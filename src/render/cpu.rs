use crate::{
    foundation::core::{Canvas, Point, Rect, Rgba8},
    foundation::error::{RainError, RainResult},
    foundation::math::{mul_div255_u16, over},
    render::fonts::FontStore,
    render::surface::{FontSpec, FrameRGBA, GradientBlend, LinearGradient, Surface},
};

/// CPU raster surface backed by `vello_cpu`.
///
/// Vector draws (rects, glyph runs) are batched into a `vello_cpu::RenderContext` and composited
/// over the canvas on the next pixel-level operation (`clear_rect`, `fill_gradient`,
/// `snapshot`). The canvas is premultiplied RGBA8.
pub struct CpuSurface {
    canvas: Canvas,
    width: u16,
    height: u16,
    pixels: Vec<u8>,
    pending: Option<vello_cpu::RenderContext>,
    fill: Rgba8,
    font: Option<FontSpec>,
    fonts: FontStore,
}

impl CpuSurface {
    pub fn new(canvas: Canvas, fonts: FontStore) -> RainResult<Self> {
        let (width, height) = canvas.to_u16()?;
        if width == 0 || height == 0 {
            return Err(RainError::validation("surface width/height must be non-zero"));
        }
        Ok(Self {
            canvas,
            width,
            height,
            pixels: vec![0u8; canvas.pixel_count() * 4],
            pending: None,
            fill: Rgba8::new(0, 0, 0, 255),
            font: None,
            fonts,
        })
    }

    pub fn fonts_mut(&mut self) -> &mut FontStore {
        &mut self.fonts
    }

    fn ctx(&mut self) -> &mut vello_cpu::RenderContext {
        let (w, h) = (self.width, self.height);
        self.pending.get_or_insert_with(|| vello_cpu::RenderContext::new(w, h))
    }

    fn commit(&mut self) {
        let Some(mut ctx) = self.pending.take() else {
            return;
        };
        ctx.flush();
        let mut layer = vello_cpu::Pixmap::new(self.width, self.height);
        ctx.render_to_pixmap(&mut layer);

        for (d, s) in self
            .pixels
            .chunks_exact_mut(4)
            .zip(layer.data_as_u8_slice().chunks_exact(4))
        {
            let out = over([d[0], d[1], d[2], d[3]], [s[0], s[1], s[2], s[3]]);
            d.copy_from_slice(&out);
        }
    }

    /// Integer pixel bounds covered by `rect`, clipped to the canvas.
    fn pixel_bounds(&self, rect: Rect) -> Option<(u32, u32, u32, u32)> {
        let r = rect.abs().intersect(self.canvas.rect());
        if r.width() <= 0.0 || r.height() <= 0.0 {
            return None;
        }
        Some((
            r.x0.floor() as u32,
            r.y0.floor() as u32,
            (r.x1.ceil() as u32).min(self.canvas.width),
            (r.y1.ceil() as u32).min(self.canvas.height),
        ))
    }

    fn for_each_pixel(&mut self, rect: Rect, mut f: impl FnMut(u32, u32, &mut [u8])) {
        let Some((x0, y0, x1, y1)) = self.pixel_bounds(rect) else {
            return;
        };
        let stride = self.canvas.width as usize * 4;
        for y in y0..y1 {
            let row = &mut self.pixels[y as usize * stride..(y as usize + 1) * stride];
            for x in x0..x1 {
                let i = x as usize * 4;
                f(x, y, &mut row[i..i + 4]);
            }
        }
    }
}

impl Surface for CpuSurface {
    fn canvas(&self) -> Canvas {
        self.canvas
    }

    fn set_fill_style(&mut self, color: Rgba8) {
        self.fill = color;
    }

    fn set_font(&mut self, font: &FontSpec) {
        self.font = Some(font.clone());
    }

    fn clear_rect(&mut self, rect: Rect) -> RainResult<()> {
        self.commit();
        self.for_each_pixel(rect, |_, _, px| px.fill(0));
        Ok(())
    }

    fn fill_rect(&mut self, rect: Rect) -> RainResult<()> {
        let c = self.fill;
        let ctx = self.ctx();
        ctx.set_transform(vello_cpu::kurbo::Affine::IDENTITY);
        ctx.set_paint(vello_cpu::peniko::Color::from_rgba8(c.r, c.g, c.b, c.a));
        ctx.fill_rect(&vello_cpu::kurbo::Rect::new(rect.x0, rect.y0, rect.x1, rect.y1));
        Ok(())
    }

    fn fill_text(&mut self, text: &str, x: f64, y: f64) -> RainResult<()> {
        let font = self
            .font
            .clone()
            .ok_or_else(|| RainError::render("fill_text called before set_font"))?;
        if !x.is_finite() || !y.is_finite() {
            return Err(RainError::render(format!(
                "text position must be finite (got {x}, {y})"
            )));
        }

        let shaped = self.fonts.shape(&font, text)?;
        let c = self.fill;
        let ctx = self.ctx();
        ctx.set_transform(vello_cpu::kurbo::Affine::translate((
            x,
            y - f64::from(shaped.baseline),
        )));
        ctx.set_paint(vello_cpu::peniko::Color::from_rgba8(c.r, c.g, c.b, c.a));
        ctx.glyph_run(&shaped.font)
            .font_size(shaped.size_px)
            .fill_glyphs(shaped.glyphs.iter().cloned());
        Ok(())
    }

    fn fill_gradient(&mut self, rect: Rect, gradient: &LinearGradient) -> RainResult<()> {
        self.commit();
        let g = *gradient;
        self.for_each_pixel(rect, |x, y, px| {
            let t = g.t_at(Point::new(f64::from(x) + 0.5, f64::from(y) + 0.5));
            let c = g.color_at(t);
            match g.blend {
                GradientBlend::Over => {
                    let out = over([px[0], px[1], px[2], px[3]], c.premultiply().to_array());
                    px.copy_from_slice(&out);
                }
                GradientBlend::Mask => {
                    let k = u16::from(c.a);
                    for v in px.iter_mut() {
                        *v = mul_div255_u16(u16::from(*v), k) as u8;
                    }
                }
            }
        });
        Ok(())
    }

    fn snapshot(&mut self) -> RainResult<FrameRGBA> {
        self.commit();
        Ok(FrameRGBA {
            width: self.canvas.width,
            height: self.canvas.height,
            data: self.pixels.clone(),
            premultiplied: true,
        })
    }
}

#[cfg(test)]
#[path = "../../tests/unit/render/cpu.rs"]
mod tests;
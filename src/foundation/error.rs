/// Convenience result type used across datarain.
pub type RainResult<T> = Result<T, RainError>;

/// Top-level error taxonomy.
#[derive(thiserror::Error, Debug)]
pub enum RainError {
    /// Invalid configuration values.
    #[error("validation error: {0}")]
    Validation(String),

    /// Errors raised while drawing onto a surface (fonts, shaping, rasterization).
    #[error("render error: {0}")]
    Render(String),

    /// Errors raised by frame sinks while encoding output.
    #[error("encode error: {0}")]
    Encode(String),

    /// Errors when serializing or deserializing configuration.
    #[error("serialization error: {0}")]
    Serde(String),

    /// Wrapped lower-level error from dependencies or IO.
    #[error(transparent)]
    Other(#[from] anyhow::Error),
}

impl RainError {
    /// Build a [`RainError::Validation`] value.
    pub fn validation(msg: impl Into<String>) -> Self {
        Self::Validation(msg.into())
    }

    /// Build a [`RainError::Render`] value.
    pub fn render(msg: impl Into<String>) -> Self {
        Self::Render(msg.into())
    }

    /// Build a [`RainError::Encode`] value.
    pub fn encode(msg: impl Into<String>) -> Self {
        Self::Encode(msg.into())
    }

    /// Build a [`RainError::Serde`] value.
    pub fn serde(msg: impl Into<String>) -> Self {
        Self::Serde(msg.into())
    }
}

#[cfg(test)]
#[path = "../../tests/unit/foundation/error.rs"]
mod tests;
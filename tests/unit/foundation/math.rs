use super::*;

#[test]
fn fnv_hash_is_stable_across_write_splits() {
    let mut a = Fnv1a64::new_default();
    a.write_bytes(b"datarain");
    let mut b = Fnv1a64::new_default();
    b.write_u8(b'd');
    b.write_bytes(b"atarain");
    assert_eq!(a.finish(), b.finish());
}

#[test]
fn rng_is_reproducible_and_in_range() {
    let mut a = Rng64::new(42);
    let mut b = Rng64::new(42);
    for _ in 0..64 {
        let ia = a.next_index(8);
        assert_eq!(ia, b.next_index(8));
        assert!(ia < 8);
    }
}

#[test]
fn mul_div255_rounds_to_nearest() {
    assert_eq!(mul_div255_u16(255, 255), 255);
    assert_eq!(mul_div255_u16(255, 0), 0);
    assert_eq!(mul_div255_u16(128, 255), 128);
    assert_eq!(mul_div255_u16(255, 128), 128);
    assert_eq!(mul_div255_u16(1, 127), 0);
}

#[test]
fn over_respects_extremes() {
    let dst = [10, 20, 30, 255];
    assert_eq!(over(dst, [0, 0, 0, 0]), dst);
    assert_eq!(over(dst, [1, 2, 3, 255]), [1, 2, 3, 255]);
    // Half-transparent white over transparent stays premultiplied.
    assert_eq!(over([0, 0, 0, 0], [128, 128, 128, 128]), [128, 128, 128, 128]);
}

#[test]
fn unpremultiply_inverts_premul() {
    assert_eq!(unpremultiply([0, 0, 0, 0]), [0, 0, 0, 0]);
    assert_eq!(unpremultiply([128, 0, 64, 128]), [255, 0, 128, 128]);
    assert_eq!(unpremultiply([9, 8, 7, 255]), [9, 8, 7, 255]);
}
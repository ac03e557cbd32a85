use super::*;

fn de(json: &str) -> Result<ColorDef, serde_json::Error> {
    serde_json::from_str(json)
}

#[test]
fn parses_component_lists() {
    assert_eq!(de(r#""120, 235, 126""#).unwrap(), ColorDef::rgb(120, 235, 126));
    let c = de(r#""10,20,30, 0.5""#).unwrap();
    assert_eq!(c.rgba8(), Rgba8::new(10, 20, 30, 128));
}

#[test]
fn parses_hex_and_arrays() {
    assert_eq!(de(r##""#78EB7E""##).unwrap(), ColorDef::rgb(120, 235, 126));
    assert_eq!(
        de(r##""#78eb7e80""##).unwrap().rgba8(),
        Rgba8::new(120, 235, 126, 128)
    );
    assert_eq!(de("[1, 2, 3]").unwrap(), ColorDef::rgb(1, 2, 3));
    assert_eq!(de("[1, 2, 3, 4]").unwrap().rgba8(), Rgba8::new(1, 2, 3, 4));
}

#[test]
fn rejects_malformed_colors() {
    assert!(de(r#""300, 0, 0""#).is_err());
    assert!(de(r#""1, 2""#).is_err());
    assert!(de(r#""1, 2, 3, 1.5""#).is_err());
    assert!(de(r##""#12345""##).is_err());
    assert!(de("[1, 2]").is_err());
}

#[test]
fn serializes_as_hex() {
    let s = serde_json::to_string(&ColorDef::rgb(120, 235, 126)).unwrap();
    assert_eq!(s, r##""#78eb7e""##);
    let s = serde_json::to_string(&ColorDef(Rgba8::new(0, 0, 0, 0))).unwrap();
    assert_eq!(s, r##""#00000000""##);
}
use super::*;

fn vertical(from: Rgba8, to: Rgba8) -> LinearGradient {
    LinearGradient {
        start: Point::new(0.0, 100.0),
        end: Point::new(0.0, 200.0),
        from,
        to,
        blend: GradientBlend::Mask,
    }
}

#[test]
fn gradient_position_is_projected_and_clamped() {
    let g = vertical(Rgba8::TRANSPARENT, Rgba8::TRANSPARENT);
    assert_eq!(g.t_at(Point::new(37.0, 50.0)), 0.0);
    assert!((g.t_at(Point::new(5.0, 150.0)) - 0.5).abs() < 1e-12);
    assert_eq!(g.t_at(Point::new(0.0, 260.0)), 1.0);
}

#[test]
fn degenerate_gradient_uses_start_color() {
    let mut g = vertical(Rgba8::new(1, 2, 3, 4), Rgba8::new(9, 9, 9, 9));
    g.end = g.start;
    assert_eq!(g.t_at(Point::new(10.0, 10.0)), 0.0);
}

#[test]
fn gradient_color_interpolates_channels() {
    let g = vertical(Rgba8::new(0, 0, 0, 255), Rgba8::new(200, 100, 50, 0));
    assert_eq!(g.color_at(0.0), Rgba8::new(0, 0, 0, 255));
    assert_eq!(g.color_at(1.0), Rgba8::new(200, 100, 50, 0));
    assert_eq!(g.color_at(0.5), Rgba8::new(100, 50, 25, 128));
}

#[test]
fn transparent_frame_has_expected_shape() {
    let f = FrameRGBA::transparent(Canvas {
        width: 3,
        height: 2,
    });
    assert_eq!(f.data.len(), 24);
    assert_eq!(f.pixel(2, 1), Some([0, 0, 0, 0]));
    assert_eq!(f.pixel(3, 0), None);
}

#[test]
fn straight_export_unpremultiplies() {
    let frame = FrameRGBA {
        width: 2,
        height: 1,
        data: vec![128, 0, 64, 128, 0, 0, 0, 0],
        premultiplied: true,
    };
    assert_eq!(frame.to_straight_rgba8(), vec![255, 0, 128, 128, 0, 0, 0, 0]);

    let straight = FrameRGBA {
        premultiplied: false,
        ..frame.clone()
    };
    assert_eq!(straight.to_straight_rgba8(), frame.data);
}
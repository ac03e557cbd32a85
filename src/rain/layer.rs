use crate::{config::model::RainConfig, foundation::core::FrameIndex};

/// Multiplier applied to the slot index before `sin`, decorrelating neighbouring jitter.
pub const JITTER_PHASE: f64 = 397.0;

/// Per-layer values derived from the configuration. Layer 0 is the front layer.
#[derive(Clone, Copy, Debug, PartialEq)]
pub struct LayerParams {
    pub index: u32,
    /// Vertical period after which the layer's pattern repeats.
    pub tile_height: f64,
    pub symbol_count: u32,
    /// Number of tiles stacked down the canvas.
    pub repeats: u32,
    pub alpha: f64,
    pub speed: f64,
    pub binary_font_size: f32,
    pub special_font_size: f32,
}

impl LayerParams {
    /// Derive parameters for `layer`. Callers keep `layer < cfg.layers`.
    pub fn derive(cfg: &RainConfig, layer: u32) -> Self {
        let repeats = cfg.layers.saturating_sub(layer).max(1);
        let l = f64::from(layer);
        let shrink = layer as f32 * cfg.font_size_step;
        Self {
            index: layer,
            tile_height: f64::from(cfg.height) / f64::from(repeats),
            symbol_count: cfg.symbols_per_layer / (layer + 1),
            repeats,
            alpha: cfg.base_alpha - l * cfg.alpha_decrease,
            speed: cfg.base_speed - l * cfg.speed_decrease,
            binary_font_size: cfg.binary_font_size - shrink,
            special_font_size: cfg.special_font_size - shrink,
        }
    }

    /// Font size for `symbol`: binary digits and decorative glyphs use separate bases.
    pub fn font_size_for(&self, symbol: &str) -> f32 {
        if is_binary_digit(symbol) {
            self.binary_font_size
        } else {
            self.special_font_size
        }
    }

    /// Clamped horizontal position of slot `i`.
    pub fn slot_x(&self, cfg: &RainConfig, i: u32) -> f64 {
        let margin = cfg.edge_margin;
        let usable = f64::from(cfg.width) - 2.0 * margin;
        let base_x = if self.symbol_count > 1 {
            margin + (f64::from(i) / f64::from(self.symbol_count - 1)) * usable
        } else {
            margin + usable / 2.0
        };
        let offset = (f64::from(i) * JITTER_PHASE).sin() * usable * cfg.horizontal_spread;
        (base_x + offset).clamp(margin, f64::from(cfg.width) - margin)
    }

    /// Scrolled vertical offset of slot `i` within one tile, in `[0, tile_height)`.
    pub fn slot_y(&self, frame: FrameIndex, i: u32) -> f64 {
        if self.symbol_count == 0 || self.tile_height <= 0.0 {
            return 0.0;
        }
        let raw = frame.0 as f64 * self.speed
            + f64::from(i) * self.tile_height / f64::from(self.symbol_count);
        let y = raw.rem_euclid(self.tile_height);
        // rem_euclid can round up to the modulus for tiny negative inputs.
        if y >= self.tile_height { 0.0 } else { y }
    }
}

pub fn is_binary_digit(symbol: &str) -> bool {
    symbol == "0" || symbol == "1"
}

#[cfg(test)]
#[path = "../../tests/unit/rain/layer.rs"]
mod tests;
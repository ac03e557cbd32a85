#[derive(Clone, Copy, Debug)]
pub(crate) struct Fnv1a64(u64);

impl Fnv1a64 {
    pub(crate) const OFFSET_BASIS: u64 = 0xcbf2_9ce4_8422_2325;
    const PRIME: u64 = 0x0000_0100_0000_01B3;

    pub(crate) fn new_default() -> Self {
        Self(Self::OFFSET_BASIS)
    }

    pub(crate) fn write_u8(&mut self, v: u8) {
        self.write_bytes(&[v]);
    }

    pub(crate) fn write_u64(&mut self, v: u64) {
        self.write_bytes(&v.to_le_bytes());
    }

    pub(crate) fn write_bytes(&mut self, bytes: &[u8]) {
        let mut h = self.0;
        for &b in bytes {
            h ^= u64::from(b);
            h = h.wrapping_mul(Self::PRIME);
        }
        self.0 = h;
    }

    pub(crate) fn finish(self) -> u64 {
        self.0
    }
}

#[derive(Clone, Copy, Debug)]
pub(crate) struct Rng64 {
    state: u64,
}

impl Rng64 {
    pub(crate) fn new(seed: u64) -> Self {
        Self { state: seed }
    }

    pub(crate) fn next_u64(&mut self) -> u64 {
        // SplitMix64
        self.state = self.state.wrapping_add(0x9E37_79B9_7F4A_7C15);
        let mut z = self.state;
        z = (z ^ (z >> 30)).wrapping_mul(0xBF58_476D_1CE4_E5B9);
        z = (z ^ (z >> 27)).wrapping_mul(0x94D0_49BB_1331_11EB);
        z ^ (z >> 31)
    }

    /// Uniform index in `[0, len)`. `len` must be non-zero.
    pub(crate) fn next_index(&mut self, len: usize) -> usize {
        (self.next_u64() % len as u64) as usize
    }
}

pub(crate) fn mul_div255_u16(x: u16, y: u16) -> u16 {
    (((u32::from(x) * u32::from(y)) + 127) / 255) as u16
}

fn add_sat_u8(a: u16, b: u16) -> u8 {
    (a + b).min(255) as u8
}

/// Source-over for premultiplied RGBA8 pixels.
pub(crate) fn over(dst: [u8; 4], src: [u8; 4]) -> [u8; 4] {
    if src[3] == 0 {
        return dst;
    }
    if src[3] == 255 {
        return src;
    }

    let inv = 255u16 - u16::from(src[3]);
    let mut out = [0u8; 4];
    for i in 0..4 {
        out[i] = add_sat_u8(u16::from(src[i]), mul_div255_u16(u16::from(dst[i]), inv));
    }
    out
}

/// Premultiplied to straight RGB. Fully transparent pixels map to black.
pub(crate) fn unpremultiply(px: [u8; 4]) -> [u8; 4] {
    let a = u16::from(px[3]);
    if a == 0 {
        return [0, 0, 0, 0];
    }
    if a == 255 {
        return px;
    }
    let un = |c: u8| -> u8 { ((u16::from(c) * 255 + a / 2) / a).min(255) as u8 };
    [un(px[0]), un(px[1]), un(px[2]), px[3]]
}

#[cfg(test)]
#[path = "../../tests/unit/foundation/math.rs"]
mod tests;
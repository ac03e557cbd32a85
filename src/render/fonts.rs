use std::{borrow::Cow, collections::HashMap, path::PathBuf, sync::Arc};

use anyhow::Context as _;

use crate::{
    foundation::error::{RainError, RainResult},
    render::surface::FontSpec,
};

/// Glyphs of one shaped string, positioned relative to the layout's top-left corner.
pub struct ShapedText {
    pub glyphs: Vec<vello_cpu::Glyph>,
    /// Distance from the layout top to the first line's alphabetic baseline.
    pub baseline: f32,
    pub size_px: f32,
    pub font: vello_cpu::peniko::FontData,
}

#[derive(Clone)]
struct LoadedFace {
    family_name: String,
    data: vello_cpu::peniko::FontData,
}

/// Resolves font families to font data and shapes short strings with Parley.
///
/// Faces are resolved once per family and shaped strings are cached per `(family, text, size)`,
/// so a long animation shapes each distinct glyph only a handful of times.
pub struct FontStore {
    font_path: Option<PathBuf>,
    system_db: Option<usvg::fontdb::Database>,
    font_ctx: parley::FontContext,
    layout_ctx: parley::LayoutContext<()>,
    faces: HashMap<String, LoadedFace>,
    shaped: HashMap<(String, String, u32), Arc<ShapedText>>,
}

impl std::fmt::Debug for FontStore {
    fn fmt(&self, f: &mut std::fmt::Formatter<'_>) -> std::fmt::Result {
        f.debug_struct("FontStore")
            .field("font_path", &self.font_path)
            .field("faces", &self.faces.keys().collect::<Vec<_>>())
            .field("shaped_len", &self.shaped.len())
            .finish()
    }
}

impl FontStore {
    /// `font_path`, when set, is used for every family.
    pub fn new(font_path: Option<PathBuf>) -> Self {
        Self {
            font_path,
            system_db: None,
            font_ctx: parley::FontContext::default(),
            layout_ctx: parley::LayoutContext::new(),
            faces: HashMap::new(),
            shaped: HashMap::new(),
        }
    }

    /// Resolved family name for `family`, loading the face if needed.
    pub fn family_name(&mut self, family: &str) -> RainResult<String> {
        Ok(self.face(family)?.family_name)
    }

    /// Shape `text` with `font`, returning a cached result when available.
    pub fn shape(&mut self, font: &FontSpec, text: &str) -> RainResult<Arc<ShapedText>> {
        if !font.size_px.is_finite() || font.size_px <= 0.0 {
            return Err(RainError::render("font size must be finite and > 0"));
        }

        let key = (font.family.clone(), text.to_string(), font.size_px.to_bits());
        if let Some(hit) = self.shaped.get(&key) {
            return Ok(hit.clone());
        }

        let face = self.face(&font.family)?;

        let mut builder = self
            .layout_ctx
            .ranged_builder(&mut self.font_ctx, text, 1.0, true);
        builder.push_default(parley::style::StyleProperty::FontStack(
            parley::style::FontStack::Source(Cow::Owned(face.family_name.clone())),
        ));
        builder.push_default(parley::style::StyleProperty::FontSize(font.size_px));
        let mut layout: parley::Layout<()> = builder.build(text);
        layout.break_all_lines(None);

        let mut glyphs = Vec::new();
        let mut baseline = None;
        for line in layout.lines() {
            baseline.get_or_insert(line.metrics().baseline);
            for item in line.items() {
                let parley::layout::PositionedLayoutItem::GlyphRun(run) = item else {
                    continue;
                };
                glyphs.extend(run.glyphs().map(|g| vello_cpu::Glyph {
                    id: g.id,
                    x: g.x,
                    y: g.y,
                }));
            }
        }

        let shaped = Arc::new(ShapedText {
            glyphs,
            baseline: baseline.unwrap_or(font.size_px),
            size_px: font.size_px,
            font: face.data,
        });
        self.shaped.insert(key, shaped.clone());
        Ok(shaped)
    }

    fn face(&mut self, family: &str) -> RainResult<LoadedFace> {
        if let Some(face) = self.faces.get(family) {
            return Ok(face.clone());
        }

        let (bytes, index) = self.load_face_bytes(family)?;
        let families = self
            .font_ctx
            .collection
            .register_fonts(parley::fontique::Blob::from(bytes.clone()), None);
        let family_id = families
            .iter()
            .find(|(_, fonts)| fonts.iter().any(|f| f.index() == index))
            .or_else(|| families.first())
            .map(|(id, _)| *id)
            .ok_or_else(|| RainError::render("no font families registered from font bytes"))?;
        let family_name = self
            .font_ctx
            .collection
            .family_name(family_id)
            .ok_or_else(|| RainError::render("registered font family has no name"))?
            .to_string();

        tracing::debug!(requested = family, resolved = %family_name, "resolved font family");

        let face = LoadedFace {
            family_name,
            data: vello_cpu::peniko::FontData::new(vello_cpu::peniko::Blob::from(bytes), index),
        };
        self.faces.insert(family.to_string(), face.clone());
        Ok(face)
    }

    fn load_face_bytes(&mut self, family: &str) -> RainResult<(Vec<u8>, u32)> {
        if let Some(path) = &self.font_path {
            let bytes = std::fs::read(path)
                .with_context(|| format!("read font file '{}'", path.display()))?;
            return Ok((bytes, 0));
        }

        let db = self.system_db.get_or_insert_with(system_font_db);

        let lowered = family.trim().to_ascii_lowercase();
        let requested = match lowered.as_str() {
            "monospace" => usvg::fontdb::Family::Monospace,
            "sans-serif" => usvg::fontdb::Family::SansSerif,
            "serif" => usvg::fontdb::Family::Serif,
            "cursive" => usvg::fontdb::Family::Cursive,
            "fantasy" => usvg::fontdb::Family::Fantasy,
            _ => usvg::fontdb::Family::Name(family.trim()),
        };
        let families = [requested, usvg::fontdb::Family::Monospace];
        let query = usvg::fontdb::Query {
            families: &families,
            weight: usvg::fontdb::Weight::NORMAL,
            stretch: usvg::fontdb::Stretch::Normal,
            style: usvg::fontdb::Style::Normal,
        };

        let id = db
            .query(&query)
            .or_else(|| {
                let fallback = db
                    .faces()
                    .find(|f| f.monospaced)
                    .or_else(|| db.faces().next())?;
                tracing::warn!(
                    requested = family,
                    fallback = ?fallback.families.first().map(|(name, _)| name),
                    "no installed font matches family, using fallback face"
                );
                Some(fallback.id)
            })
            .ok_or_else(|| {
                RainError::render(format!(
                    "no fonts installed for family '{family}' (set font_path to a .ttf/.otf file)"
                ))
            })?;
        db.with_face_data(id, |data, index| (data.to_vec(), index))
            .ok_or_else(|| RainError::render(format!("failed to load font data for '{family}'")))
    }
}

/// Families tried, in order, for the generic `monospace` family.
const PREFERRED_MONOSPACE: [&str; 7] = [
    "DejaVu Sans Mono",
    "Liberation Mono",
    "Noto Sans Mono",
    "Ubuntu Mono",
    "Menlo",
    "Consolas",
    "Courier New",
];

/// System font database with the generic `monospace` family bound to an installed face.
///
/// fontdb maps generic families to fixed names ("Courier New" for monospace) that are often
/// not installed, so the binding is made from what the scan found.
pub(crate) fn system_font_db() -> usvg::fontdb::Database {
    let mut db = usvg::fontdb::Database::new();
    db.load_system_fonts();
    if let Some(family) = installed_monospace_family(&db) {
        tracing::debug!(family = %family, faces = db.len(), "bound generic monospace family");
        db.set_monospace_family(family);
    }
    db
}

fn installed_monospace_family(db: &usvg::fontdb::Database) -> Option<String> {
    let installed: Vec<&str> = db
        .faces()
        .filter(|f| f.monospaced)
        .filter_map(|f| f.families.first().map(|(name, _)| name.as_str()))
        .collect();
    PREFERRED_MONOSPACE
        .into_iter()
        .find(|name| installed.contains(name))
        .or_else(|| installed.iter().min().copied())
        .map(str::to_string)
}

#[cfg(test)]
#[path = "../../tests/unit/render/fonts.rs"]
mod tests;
- - - - - - -
Instructions for the task
Take the stretch of lines above from the one containing "(((u32::from(x) * u32::from(y))" through the one containing "if src[3] == 0" and repeat it exactly, adding no other line.

Solved exercise
    (((u32::from(x) * u32::from(y)) + 127) / 255) as u16
}

fn add_sat_u8(a: u16, b: u16) -> u8 {
    (a + b).min(255) as u8
}

/// Source-over for premultiplied RGBA8 pixels.
pub(crate) fn over(dst: [u8; 4], src: [u8; 4]) -> [u8; 4] {
    if src[3] == 0 {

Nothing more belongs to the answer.